I've read examples, and while I could replicate doing rolling sums and medians by time, I can't seem to figure it out for regression.我读过例子,虽然我可以按时间复制滚动总和和中位数,但我似乎无法弄清楚回归。
The problem问题
First of all, I have read some of the other questions with regards to performing rolling functions on irregular time series data, such as this: optimized rolling functions on irregular time series with time-based window , and this: Rolling window over irregular time series .首先,我已经阅读了一些关于在不规则时间序列数据上执行滚动函数的其他问题,例如: 优化滚动函数在不规则时间序列上使用基于时间的窗口,以及这个: 不规则时间序列上的滚动窗口.

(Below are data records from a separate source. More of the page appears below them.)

use colored::Colorize;
use std::fmt;

/// Errors that can occur while loading configuration from the environment
///
/// Every error is fatal for the load call that produced it. Pairs decoded
/// before the failing one stay applied to the target.
#[derive(Debug, Clone)]
pub enum LoadError {
    /// The configuration prefix cannot select any variable
    InvalidPrefix { prefix: String },
    /// The variable addresses a field whose type the decoder does not model
    UnsupportedKind { key: String, type_name: String },
    /// The variable's path is longer or shorter than the target's nesting
    ShapeMismatch { key: String, description: String },
    /// A sequence index in the variable's path is not a non-negative integer
    /// or is too large to grow the sequence to
    InvalidIndex { key: String, index: String },
    /// The value cannot be coerced into the scalar type at the end of the path
    InvalidValue {
        key: String,
        value: String,
        expected: String,
    },
}

impl LoadError {
    /// Name of the environment variable that caused the error, if any
    pub fn key(&self) -> Option<&str> {
        match self {
            LoadError::InvalidPrefix { .. } => None,
            LoadError::UnsupportedKind { key, .. }
            | LoadError::ShapeMismatch { key, .. }
            | LoadError::InvalidIndex { key, .. }
            | LoadError::InvalidValue { key, .. } => Some(key.as_str()),
        }
    }
}

impl fmt::Display for LoadError {
    fn fmt(&self, f: &mut fmt::Formatter<'_>) -> fmt::Result {
        match self {
            LoadError::InvalidPrefix { prefix } => {
                writeln!(
                    f,
                    "{}: Is not a valid configuration prefix",
                    format!("'{}'", prefix).magenta().bold()
                )?;
                writeln!(f, "\tDescription: prefix must be non-empty and must not contain '='")
            }
            LoadError::UnsupportedKind { key, type_name } => {
                writeln!(
                    f,
                    "{}: Targets a field of unsupported type {}",
                    key.magenta().bold(),
                    type_name.red()
                )
            }
            LoadError::ShapeMismatch { key, description } => {
                writeln!(
                    f,
                    "{}: Does not match the configuration layout",
                    key.magenta().bold()
                )?;
                writeln!(f, "\tDescription: {}", description)
            }
            LoadError::InvalidIndex { key, index } => {
                writeln!(
                    f,
                    "{}: Invalid sequence index {}",
                    key.magenta().bold(),
                    format!("'{}'", index).red(),
                )?;
                writeln!(f, "\tExpected: a non-negative integer within memory limits")
            }
            LoadError::InvalidValue {
                key,
                value,
                expected,
            } => {
                writeln!(
                    f,
                    "{}: Invalid value {}",
                    key.magenta().bold(),
                    format!("'{}'", value).red(),
                )?;
                writeln!(f, "\tExpected: {}", expected.cyan())
            }
        }
    }
}

impl std::error::Error for LoadError {}

/// Helper to format a load error into a panic message
pub fn format_load_error(error: &LoadError) -> String {
    format!("{} {}", "Configuration failed:".yellow().bold(), error)
}

#[cfg(test)]
mod tests {
    use super::*;

    #[test]
    fn test_invalid_value_display() {
        colored::control::set_override(false);

        let error = LoadError::InvalidValue {
            key: "APP_PORT".to_string(),
            value: "not-a-number".to_string(),
            expected: "u16".to_string(),
        };

        let output = error.to_string();
        assert!(output.contains("APP_PORT:"));
        assert!(output.contains("Invalid value 'not-a-number'"));
        assert!(output.contains("Expected: u16"));
    }

    #[test]
    fn test_invalid_index_display() {
        colored::control::set_override(false);

        let error = LoadError::InvalidIndex {
            key: "APP_HOSTS_FIRST".to_string(),
            index: "FIRST".to_string(),
        };

        let output = error.to_string();
        assert!(output.contains("APP_HOSTS_FIRST:"));
        assert!(output.contains("Invalid sequence index 'FIRST'"));
    }

    #[test]
    fn test_shape_mismatch_display() {
        colored::control::set_override(false);

        let error = LoadError::ShapeMismatch {
            key: "APP_NAME_EXTRA".to_string(),
            description: "string value cannot be indexed by 'EXTRA'".to_string(),
        };

        let output = error.to_string();
        assert!(output.contains("APP_NAME_EXTRA: Does not match"));
        assert!(output.contains("Description: string value cannot be indexed by 'EXTRA'"));
    }

    #[test]
    fn test_unsupported_kind_display() {
        colored::control::set_override(false);

        let error = LoadError::UnsupportedKind {
            key: "APP_TX".to_string(),
            type_name: "Sender<String>".to_string(),
        };

        assert!(error.to_string().contains("unsupported type Sender<String>"));
    }

    #[test]
    fn test_invalid_prefix_display() {
        colored::control::set_override(false);

        let error = LoadError::InvalidPrefix {
            prefix: String::new(),
        };

        let output = error.to_string();
        assert!(output.contains("'': Is not a valid configuration prefix"));
    }

    #[test]
    fn test_key_accessor() {
        let error = LoadError::InvalidIndex {
            key: "APP_LIST_X".to_string(),
            index: "X".to_string(),
        };
        assert_eq!(error.key(), Some("APP_LIST_X"));

        let error = LoadError::InvalidPrefix {
            prefix: "A=B".to_string(),
        };
        assert_eq!(error.key(), None);
    }

    #[test]
    fn test_format_load_error() {
        colored::control::set_override(false);

        let error = LoadError::UnsupportedKind {
            key: "APP_TX".to_string(),
            type_name: "Sender<String>".to_string(),
        };

        let formatted = format_load_error(&error);
        assert!(formatted.starts_with("Configuration failed:"));
        assert!(formatted.contains("APP_TX"));
    }

    #[test]
    fn test_clone() {
        let error1 = LoadError::ShapeMismatch {
            key: "TEST".to_string(),
            description: "Test".to_string(),
        };

        let error2 = error1.clone();

        assert_eq!(error1.to_string(), error2.to_string());
    }
}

The issue is that the examples provided, so far, are simple for equations like sum or median , but I have not yet figured out how to perform a simple rolling regression, ie using lm , that is still based on the same caveat that the window is based on an irregular time series.问题是,到目前为止,提供的示例对于sum或median等方程很简单,但我还没有弄清楚如何执行简单的滚动回归,即使用lm ,这仍然基于相同的警告,即窗口基于不规则的时间序列。 Also, my timeseries is much, much simpler;此外,我的时间序列要简单得多; no date is necessary, it's simply time "elapsed".没有日期是必要的,它只是时间“流逝”。
Anyway, getting this right is important to me because with irregular time - for example, a skip in the time interval - may give an over- or underestimate of the coefficients in the rolling regression, as the sample window will include additional time .无论如何,正确处理对我来说很重要,因为在不规则的时间 - 例如,时间间隔中的跳跃 - 可能会高估或低估滚动回归中的系数,因为样本窗口将包括额外的时间。
So I was wondering if anyone can help me with creating a function that does this in the simplest way?所以我想知道是否有人可以帮助我创建一个以最简单的方式执行此操作的函数? The dataset is based on measuring a variable over time ie 2 variables: time , and response .该数据集基于随时间测量变量,即 2 个变量: time和response 。 Time is measured every x time elapsed units (seconds, minutes, so not date/time formatted), but once in a while it becomes irregular.时间每隔x时间单位测量一次(秒、分钟,所以不是日期/时间格式),但有时它会变得不规则。
For every row in the function, it should perform a linear regression based on a width of n time units.对于函数中的每一行,它应该基于n 个时间单位的宽度执行线性回归。 The width should never exceed n units, but may be floored (ie reduced) to accomodate irregular time sampling.宽度不应超过n 个单位,但可以降低(即减少)以适应不规则的时间采样。 So for example, if the width is specified at 20 seconds, but time is sampled every 6 seconds, then the window will be rounded to 18, not 24 seconds.例如,如果宽度指定为 20 秒,但时间每 6 秒采样一次,则窗口将四舍五入为 18 秒,而不是 24 秒。
I have looked at the question here: How to calculate the average slope within a moving window in R , and I tested that code on an irregular time series, but it looks like it's based on regular time series.我看过这里的问题: 如何计算 R 中移动窗口内的平均斜率,我在不规则时间序列上测试了该代码,但它看起来像是基于规则时间序列。
Sample data:样本数据:
sample <-
structure(list(x = c(0, 1, 2, 3, 4, 5, 6, 7, 8, 9, 10, 11, 12,
13, 14, 15, 16, 17, 18, 19, 20, 21, 22, 23, 24, 25, 26, 27, 28,
29, 32, 33, 34, 35, 36, 37, 38, 39, 40, 41, 42, 43, 44, 47, 48,
49), y = c(50, 49, 48, 47, 46, 47, 46, 45, 44, 43, 44, 43, 42,
41, 40, 41, 40, 39, 38, 37, 38, 37, 36, 35, 34, 35, 34, 33, 32,
31, 30, 29, 28, 29, 28, 27, 26, 25, 26, 25, 24, 23, 22, 21, 20,
19)), .Names = c("x", "y"), class = c("tbl_df", "tbl", "data.frame"
), row.names = c(NA, -46L))
My current code (based on a previous question I referred to).我当前的代码(基于我提到的先前问题)。 I know it's not subsetting by time:我知道这不是按时间进行子集化:
library(zoo)
clm <- function(z) coef(lm(y ~ x, as.data.frame(z)))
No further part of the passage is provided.